===== Data =====

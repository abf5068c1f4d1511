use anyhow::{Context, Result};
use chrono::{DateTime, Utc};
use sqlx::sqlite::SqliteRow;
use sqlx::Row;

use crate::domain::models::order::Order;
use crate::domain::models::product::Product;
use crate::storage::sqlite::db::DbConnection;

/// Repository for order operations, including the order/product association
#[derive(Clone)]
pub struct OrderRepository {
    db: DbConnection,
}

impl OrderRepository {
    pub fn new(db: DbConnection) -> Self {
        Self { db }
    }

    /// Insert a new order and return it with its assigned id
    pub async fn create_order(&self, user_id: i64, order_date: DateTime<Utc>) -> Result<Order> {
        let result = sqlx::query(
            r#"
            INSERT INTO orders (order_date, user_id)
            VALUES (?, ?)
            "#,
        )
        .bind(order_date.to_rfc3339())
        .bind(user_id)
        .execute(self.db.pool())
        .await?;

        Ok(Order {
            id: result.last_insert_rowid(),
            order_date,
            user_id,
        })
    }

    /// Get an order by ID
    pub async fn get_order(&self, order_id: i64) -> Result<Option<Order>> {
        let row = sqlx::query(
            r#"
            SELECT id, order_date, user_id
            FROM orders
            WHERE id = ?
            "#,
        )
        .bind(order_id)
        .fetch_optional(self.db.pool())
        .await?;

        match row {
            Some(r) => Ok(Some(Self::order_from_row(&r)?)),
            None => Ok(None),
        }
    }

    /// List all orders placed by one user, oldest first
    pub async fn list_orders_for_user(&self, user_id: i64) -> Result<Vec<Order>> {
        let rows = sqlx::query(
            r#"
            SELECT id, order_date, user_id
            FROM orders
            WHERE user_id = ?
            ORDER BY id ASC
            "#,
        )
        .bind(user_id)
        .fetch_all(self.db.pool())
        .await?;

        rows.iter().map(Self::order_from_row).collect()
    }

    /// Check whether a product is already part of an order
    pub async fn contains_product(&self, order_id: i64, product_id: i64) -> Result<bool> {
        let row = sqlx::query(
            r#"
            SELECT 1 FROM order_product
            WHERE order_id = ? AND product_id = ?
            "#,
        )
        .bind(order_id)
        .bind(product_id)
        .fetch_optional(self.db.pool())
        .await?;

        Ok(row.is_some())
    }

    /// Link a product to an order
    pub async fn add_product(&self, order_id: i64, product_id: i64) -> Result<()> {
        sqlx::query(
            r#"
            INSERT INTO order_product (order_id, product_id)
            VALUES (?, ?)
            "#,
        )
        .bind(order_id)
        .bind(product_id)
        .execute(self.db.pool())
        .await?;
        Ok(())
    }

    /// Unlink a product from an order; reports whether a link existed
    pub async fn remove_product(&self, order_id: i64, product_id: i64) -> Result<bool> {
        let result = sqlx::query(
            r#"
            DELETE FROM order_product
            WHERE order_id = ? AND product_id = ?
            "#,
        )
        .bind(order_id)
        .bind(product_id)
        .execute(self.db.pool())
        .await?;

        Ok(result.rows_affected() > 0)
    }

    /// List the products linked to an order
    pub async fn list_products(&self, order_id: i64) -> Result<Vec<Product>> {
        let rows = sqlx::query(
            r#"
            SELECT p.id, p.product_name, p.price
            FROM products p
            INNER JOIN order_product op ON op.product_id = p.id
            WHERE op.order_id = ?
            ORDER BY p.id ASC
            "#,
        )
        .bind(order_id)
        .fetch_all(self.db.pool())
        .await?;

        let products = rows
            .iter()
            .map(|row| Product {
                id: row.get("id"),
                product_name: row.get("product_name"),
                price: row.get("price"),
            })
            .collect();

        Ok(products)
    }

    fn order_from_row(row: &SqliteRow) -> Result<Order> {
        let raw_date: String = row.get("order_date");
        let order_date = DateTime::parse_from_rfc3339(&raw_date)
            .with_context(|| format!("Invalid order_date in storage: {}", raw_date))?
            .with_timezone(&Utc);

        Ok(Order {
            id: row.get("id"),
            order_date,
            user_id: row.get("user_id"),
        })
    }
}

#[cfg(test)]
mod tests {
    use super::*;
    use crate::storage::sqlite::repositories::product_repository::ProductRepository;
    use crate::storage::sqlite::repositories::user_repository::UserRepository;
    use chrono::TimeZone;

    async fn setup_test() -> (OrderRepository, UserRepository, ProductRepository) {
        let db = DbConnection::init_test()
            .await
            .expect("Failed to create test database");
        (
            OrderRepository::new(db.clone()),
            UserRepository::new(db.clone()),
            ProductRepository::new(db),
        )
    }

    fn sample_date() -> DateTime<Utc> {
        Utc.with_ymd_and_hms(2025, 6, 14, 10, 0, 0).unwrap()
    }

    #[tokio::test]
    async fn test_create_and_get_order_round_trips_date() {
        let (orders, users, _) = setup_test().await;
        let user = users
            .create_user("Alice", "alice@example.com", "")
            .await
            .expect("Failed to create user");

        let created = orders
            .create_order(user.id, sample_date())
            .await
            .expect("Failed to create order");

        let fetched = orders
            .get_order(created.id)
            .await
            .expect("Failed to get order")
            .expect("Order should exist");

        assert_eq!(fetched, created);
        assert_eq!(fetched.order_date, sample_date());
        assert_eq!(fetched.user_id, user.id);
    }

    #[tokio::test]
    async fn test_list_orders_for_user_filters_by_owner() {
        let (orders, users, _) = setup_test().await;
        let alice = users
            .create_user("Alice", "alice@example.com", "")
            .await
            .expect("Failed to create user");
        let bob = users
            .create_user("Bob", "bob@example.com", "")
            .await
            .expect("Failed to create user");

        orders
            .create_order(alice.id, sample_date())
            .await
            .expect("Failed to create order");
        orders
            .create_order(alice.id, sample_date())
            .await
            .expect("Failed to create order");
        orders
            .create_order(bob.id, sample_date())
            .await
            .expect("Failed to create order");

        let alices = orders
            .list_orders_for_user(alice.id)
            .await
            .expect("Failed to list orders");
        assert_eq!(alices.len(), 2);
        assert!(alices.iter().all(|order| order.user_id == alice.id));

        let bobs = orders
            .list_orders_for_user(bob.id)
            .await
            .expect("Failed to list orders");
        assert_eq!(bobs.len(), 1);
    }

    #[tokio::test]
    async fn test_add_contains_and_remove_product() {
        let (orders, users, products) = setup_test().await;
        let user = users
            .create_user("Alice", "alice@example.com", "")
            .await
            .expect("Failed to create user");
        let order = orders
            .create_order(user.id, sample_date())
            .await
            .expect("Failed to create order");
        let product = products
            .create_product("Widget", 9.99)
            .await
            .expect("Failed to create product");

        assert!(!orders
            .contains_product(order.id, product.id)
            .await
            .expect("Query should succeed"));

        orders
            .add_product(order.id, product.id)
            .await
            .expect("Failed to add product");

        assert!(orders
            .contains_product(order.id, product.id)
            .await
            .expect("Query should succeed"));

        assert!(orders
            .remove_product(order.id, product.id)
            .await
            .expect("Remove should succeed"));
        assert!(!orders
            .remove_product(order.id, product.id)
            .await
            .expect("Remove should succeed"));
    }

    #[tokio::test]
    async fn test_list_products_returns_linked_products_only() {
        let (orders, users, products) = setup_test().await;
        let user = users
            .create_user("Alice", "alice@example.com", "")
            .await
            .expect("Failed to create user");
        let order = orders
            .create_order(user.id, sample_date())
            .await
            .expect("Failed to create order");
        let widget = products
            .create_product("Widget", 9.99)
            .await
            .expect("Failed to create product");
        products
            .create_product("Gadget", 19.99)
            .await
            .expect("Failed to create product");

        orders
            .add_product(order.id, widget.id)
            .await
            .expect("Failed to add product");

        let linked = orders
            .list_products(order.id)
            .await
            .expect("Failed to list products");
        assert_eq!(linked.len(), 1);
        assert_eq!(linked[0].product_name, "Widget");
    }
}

=====
===== Data =====

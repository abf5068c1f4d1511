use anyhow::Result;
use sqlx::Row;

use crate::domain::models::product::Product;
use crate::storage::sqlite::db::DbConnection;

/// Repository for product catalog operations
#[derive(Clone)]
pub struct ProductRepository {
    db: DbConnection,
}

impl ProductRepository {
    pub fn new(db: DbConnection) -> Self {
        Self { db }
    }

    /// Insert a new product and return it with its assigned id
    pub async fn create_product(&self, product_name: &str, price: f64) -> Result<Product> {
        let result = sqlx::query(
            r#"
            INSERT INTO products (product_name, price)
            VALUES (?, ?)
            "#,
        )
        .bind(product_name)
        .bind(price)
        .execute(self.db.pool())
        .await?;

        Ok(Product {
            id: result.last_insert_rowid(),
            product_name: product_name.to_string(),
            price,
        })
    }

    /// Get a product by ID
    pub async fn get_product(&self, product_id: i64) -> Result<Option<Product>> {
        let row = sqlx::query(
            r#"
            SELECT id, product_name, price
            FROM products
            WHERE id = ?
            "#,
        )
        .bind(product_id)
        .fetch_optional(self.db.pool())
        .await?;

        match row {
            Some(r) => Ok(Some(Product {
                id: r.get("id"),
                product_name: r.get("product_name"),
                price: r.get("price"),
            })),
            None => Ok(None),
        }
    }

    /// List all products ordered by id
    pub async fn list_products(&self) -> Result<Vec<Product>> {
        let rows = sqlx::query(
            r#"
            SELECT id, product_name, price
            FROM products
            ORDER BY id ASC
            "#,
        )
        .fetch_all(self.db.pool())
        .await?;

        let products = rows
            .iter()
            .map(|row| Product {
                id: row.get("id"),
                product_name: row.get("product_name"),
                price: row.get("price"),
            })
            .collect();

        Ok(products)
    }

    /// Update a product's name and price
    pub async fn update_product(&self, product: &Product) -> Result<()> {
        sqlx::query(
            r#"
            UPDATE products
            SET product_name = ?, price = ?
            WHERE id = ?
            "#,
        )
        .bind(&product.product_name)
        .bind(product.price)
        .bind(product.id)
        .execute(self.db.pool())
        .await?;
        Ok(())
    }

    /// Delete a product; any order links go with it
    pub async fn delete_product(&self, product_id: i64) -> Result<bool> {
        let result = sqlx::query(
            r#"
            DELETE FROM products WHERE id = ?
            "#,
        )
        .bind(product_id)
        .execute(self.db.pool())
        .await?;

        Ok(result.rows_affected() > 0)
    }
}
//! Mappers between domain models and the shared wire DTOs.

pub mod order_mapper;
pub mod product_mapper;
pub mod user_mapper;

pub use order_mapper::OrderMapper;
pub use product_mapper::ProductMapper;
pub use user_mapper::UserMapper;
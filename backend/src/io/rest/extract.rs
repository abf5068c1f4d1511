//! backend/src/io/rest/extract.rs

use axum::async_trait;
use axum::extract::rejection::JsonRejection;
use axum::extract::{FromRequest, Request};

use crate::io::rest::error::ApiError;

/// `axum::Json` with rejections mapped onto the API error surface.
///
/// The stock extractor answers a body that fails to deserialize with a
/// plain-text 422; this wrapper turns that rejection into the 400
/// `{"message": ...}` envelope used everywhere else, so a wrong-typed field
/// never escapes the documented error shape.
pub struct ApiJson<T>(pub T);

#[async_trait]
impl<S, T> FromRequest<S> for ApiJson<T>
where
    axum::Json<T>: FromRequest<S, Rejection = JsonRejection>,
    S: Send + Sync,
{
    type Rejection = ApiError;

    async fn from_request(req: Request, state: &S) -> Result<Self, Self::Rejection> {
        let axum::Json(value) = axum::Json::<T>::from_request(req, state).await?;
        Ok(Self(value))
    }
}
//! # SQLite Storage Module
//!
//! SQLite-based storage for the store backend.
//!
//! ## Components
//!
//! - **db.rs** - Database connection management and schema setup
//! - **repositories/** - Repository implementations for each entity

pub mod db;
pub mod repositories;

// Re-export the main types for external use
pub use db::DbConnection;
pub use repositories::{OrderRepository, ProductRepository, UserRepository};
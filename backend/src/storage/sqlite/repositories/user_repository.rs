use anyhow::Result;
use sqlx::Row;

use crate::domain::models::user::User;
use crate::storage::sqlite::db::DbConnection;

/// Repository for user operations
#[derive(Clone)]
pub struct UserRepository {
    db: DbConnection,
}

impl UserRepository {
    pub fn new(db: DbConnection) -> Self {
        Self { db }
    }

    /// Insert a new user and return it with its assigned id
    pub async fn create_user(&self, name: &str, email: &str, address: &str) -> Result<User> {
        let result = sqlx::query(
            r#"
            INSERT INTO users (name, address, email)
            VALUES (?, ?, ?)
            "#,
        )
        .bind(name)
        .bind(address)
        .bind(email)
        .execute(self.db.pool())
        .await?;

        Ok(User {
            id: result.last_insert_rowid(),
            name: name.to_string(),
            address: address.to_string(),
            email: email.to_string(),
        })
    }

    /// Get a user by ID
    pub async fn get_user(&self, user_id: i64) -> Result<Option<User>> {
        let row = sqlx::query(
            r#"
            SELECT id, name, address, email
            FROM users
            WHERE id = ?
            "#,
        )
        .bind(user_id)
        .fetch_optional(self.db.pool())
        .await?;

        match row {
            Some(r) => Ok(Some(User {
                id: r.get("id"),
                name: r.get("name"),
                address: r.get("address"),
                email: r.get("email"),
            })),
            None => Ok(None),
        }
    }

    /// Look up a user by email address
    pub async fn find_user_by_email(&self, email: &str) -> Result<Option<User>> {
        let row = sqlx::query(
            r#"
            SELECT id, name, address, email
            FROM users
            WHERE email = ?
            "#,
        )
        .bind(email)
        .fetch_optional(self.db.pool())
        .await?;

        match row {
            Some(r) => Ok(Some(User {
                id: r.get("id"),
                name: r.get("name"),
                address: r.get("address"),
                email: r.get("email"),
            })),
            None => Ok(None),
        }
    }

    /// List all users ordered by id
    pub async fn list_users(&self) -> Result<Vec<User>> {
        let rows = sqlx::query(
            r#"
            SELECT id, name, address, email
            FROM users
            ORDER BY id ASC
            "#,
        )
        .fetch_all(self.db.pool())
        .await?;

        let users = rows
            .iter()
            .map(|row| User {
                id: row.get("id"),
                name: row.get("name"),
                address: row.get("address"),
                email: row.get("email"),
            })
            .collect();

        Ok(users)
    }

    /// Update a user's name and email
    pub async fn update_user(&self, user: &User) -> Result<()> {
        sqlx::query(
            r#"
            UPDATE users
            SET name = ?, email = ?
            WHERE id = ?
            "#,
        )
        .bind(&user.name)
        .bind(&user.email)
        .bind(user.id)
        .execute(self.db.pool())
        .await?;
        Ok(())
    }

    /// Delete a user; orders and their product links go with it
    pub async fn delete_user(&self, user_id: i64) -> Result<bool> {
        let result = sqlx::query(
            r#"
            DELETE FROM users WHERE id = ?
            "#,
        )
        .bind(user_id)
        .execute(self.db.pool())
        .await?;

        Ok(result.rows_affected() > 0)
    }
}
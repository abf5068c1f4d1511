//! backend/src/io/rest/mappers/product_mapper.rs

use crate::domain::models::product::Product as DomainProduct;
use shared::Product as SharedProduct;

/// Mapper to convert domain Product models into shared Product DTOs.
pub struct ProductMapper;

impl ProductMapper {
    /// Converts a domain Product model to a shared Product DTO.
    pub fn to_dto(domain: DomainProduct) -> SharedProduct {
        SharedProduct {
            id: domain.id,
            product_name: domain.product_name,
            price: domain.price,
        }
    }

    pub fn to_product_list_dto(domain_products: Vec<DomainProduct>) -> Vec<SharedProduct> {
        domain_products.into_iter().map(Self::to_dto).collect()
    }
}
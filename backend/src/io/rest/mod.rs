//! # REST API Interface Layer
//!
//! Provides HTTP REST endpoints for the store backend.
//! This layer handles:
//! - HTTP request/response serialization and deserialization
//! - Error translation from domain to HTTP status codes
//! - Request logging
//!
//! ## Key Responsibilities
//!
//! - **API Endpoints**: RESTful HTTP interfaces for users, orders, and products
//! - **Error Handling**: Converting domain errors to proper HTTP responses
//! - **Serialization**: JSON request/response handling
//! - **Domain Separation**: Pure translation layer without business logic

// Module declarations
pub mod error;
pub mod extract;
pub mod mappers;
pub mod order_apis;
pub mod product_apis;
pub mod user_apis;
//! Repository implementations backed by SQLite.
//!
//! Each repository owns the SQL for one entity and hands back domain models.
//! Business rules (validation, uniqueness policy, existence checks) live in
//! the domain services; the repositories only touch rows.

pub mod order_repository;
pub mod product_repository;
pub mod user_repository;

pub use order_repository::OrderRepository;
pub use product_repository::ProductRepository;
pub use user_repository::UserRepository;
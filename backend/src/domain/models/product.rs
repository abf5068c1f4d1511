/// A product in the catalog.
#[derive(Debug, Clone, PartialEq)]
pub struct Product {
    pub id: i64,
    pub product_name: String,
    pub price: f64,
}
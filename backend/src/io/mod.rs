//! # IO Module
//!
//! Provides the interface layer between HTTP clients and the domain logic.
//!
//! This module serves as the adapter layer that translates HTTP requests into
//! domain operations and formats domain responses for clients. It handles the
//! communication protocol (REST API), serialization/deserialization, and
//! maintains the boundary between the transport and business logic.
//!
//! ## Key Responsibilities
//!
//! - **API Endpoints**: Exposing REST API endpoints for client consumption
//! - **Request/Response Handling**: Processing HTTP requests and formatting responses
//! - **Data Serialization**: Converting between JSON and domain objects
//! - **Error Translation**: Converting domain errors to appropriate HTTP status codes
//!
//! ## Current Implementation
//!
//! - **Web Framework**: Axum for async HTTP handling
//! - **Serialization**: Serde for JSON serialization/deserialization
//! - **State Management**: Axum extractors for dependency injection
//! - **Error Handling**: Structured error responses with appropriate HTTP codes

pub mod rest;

=====

» **What is required**
Where a line in the records above contains the string "between", copy that line.

» **Task response**
//! Mappers between domain models and the shared wire DTOs.
//! Provides the interface layer between HTTP clients and the domain logic.
//! maintains the boundary between the transport and business logic.
//! - **Data Serialization**: Converting between JSON and domain objects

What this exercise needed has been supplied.